Nucleic acids separated by gel electrophoresis are commonly detected within the gel matrix with ethidium bromide staining, followed by gel irradiation with ultraviolet (UV) light. When the separated nucleic acids are to be recovered for further characterization or use, this methodology is unsuitable (i) because a significant number of chemical lesions to the nucleic acid molecules are caused, heavily compromising their biological activity, and (ii) because of health hazards due to accumulative direct contact with ethidium bromide and exposure to UV-light. As an alternative, for preparative purposes, a new nontoxic detection method employing zinc and imidazole salts is described. After electrophoresis, the gel is first washed in distilled water to substantially remove remaining electrophoresis reagents, then incubated in 40 mM zinc sulfate for 10 min to allow binding of Zn2+ to the DNA, and subsequently washed with distilled water to remove unbound Zn2+ from gel regions devoid of DNA. On soaking in 0.2 M imidazole for a few minutes, zinc-DNA complexes are visualized as deep-white (positive) stained bands against a slightly opaque background. The sensitivity is similar to that of ethidium bromide. Gels can be kept in distilled water for months without loss of staining. After zinc chelation, e.g. with EDTA, it is feasible to quantitatively recover chemically intact and biologically active DNA from the gels, as shown by reelectrophoresis and transformation experiments.

Negative staining with zinc-imidazole of gel electrophoresis-separated nucleic acids.

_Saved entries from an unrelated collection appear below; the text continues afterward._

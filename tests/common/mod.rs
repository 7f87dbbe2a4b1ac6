//! Helpers for building throw-away git repositories.

#![allow(dead_code)]

use git2::{BranchType, Repository, RepositoryInitOptions, Signature};
use relbranch::{
    git::RepositoryExt,
    patch::{PatchOps, PATCH_CONFIG_KEYS},
};
use std::{
    cell::RefCell,
    fs,
    path::{Path, PathBuf},
};
use tempfile::TempDir;

/// A git repository in a temporary directory, removed on drop.
pub struct TestRepo {
    pub dir: TempDir,
    pub repo: Repository,
}

impl TestRepo {
    /// Creates a repository whose first branch is `master`, with a test identity.
    pub fn new() -> Self {
        let dir = TempDir::new().expect("Failed to create temporary directory");
        let repo = Repository::init_opts(
            dir.path(),
            RepositoryInitOptions::new().initial_head("master"),
        )
        .expect("Failed to initialize git repository");

        {
            let mut config = repo.config().expect("Failed to get repository config");
            config.set_str("user.name", "Relbranch Test").unwrap();
            config.set_str("user.email", "relbranch-test@example.com").unwrap();
        }

        Self { dir, repo }
    }

    /// Creates a repository with one commit on `master`.
    pub fn with_commit() -> Self {
        let repo = Self::new();
        repo.commit_file("README.md", "# test\n", "Initial commit");
        repo
    }

    pub fn path(&self) -> &Path {
        self.dir.path()
    }

    /// Writes `content` to `path` and commits it on the current branch.
    pub fn commit_file(&self, path: &str, content: &str, message: &str) -> String {
        let full = self.path().join(path);
        if let Some(parent) = full.parent() {
            fs::create_dir_all(parent).unwrap();
        }
        fs::write(&full, content).unwrap();

        let mut index = self.repo.index().unwrap();
        index.add_path(Path::new(path)).unwrap();
        index.write().unwrap();
        let tree = self.repo.find_tree(index.write_tree().unwrap()).unwrap();
        let signature = Signature::now("Relbranch Test", "relbranch-test@example.com").unwrap();

        let parents = match self.repo.head() {
            Ok(head) => vec![head.peel_to_commit().unwrap()],
            Err(_) => vec![],
        };
        let parents = parents.iter().collect::<Vec<_>>();
        self.repo
            .commit(Some("HEAD"), &signature, &signature, message, &tree, &parents)
            .unwrap()
            .to_string()
    }

    /// Commits a `package.xml` for `name` at `version` in `dir`.
    pub fn commit_package(&self, dir: &str, name: &str, version: &str) {
        let path = if dir == "." {
            PathBuf::from("package.xml")
        } else {
            Path::new(dir).join("package.xml")
        };
        self.commit_file(
            path.to_str().unwrap(),
            &package_xml(name, version),
            &format!("Add {}", name),
        );
    }

    pub fn current(&self) -> String {
        self.repo.current_branch_name().unwrap()
    }

    pub fn tip(&self, branch: &str) -> String {
        self.repo.commit_hash(branch).unwrap()
    }

    pub fn exists(&self, branch: &str) -> bool {
        self.repo.find_branch(branch, BranchType::Local).is_ok()
    }

    /// Reads a file from the tree at the tip of `branch`.
    pub fn read_at(&self, branch: &str, path: &str) -> Option<String> {
        let tree = self
            .repo
            .find_branch(branch, BranchType::Local)
            .ok()?
            .get()
            .peel_to_tree()
            .ok()?;
        let entry = tree.get_path(Path::new(path)).ok()?;
        let blob = entry.to_object(&self.repo).ok()?.peel_to_blob().ok()?;
        Some(String::from_utf8_lossy(blob.content()).into_owned())
    }

    /// Writes a raw `patches.conf` with the given keys onto an orphan patches branch.
    pub fn write_raw_config(&self, patches_branch: &str, entries: &[(&str, &str)]) {
        if !self.exists(patches_branch) {
            self.repo.create_orphan_branch(patches_branch).unwrap();
        }
        let start = self.current();
        self.repo.checkout_branch(patches_branch).unwrap();

        let mut contents = String::from("[patches]\n");
        for (key, value) in entries {
            contents.push_str(&format!("\t{} = {}\n", key, value));
        }
        self.commit_file("patches.conf", &contents, "Raw config");

        self.repo.checkout_branch(&start).unwrap();
    }

    /// Writes a valid `patches.conf` onto an orphan patches branch.
    pub fn write_config(&self, patches_branch: &str, parent: &str, base: &str) {
        let values = [base, parent, "", ""];
        let entries = PATCH_CONFIG_KEYS
            .iter()
            .copied()
            .zip(values)
            .collect::<Vec<_>>();
        self.write_raw_config(patches_branch, &entries);
    }
}

pub fn package_xml(name: &str, version: &str) -> String {
    format!(
        r#"<?xml version="1.0"?>
<package format="2">
  <name>{}</name>
  <version>{}</version>
  <description>The {} package</description>
  <maintainer email="dev@example.com">Dev</maintainer>
  <license>BSD</license>
</package>
"#,
        name, version, name
    )
}

/// [PatchOps] that records calls and fails when told to.
#[derive(Default)]
pub struct RecordingOps {
    pub fail_trim: bool,
    pub fail_rebase: bool,
    pub calls: RefCell<Vec<String>>,
}

impl PatchOps for RecordingOps {
    fn trim(&self, _repository: &Repository, sub_dir: &str) -> relbranch::errors::BranchResult<()> {
        self.calls.borrow_mut().push(format!("trim {}", sub_dir));
        if self.fail_trim {
            return Err(relbranch::errors::BranchError::Trim("scripted".into()));
        }
        Ok(())
    }

    fn rebase(&self, _repository: &Repository) -> relbranch::errors::BranchResult<()> {
        self.calls.borrow_mut().push("rebase".to_string());
        if self.fail_rebase {
            return Err(relbranch::errors::BranchError::Rebase("scripted".into()));
        }
        Ok(())
    }
}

Zinc and imidazole salts were applied for the detection of nucleic acids on either polyacrylamide of agarose gels. After electrophoresis, polyacrylamide gels are washed in distilled water to remove most of the residual electrophoresis reagents, then incubated in 10 mM zinc sulfate for 10 min, and subsequently immersed in 0.2 M imidazole for 3 min. As a result, zinc salts precipitate on the gel surface, except in the positions occupied by nucleic acids, which appear as transparent, colorless bands. Staining of nucleic acids on agarose gels can be performed by incubation in 40 mM zinc sulfate for 10 min, followed by immersion in 0.2 M imidazole for 5 min to form a deep white-stained background. On soaking in 2 M imidazole for 45 min, the imidazole-induced zinc precipitate is removed from the positions were nucleic acids are located resulting in a negative image of colorless and transparent nucleic acid bands against a white background. The sensitivity of this stain ranges from 5 to 7 ng/band for small (from 1 to 0.2 kbp) DNA, from 7.8 to 13 ng/band for different 22-base oligonucleotides, from 62 to 125 ng/band for large (from 20 to 2 kbp) DNA, and is 1 microgram/band for human peripheral-blood monocyte RNA. After chelation of zinc with EDTA, the nucleic acids can be quantitatively recovered from the gel. The principal advantage of this technique over ethidium bromide staining is evident for preparative purposes. Using zinc-imidazole in the detection of purified pBACIB.1 (2.8 kbp) plasmid DNA and anti-HBsAg single chain Fv antibody fragment (0.7 kbp) DNA, followed by elution from gel slices, ligation and transformation of competent E. coli XL-1 Blue cells, the number of transformants notably increased from 280 (obtained with conventional ethidium bromide staining plus UV-irradiation at 312 nm) to 10,000.